Entries supplied:
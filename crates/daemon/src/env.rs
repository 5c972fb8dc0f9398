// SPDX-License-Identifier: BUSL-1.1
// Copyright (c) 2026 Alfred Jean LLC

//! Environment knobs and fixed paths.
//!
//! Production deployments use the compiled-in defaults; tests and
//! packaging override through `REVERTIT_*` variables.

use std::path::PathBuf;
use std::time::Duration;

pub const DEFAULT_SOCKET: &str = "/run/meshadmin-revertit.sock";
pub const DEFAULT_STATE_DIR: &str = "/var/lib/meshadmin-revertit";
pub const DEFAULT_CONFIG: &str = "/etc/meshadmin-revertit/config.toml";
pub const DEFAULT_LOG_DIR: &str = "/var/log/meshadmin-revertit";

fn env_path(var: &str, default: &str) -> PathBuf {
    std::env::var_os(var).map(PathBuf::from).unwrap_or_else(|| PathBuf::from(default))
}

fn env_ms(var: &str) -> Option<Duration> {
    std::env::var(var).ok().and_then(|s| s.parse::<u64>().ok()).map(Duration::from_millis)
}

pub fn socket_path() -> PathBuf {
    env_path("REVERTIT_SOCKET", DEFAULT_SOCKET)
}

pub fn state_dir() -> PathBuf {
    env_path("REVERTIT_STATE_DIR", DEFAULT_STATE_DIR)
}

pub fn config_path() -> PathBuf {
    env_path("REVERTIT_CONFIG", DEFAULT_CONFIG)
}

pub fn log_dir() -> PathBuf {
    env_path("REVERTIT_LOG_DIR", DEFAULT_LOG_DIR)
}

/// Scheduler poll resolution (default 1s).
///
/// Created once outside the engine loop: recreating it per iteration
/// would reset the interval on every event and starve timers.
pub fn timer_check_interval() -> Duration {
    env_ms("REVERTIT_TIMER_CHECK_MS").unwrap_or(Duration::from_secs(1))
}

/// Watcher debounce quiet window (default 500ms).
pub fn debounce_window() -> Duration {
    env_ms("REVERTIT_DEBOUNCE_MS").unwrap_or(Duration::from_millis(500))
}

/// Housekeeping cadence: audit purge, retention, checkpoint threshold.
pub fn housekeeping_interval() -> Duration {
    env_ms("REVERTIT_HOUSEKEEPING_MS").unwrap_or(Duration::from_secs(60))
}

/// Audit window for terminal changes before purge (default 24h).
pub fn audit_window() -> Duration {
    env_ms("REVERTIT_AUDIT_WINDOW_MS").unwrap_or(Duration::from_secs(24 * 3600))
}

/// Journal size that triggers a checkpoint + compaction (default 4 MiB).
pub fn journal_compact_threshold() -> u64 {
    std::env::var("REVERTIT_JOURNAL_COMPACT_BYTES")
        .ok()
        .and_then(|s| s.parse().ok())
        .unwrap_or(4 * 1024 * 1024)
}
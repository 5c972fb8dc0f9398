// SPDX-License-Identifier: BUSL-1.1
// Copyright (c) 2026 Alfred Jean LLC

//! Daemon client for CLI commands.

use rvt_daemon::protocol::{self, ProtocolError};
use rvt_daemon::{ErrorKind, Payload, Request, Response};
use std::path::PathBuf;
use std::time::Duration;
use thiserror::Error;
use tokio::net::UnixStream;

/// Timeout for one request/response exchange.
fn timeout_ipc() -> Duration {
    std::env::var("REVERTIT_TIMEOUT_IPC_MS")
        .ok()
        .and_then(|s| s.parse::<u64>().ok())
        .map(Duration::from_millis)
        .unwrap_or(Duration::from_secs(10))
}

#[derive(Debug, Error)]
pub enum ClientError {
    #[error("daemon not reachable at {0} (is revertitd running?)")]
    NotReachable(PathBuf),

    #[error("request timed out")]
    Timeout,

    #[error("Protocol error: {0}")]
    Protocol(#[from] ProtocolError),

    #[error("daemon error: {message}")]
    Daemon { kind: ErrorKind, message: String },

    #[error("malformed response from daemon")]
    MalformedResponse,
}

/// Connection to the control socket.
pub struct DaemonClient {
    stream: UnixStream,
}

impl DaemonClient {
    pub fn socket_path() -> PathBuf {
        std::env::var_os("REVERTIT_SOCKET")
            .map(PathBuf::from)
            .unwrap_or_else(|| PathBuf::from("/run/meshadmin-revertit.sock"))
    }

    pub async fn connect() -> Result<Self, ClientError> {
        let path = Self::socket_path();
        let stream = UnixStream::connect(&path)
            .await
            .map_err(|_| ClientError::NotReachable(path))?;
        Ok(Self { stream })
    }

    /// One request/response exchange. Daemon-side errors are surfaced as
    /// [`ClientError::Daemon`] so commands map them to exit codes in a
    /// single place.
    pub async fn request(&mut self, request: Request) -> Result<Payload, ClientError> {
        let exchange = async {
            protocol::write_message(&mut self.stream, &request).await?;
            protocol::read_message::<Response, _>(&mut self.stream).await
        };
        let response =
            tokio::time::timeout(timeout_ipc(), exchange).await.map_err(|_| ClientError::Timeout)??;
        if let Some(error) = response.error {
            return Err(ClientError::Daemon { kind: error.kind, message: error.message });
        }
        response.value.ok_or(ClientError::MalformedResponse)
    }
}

--

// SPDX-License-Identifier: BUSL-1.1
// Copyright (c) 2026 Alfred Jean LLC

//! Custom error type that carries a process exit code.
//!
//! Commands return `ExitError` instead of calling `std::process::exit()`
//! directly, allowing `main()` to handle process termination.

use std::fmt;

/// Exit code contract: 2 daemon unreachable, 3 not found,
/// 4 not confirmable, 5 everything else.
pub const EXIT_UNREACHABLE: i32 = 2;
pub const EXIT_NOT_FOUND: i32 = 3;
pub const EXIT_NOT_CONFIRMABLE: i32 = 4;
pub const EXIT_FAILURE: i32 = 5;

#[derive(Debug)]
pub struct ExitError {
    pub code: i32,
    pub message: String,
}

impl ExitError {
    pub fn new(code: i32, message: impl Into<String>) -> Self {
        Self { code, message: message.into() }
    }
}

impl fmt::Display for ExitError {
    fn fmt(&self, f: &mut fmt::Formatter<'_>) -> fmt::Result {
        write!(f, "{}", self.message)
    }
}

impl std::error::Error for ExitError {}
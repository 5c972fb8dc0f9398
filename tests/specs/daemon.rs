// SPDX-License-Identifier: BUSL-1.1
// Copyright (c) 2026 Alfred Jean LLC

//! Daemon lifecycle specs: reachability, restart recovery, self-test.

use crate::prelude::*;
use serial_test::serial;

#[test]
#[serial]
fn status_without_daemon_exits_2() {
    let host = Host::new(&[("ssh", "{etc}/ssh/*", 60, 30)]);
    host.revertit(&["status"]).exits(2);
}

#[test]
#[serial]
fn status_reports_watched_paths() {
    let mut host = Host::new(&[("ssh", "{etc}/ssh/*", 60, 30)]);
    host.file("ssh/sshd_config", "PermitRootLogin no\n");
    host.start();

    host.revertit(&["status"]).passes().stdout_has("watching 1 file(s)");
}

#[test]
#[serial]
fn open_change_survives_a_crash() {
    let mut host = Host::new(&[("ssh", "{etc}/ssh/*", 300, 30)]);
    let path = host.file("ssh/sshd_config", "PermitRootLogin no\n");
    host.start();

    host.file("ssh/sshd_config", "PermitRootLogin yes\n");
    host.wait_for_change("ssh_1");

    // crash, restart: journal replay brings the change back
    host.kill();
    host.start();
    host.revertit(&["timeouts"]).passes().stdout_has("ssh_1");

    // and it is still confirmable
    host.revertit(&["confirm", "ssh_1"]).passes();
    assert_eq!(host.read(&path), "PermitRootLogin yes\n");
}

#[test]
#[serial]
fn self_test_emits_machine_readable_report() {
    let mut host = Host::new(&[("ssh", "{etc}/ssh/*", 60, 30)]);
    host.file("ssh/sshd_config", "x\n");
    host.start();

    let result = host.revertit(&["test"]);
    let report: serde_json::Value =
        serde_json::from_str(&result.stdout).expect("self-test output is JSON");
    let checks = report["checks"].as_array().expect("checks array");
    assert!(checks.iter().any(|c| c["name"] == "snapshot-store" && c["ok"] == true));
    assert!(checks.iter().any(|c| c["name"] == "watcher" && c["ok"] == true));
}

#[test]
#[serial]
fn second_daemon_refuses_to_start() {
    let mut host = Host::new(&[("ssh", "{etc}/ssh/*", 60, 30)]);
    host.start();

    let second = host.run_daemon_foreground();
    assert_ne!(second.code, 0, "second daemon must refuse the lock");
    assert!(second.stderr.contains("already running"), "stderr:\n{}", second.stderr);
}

--

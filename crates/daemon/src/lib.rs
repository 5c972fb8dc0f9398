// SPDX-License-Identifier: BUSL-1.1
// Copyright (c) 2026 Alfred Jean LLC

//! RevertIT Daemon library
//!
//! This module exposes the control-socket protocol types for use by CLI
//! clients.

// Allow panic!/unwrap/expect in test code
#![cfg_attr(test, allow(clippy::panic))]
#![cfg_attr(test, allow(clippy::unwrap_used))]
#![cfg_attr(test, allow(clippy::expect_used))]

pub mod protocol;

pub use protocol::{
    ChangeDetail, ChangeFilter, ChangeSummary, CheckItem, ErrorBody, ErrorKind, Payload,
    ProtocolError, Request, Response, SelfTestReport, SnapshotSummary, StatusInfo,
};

Task brief:
Once you find the string "crates" in a line of the records, copy that line.

Expected answer:
filename crates/daemon/src/env.rs
filename crates/daemon/src/lib.rs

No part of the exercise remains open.